EXERCISE DIRECTIONS >> Reproduce all entries precisely, down to the last character.

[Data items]
---------------
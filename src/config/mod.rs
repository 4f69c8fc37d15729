pub mod domain;
pub mod store;

pub use domain::{ConfigDomain, ConfigKey};
pub use store::{ConfigMap, ConfigSchema, resolve_config, validate_config};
---------------
THE COMPLETED TASK >>
filename src/config/mod.rs
repository 4f69c8fc37d15729
pub mod domain;
pub mod store;

pub use domain::{ConfigDomain, ConfigKey};
pub use store::{ConfigMap, ConfigSchema, resolve_config, validate_config};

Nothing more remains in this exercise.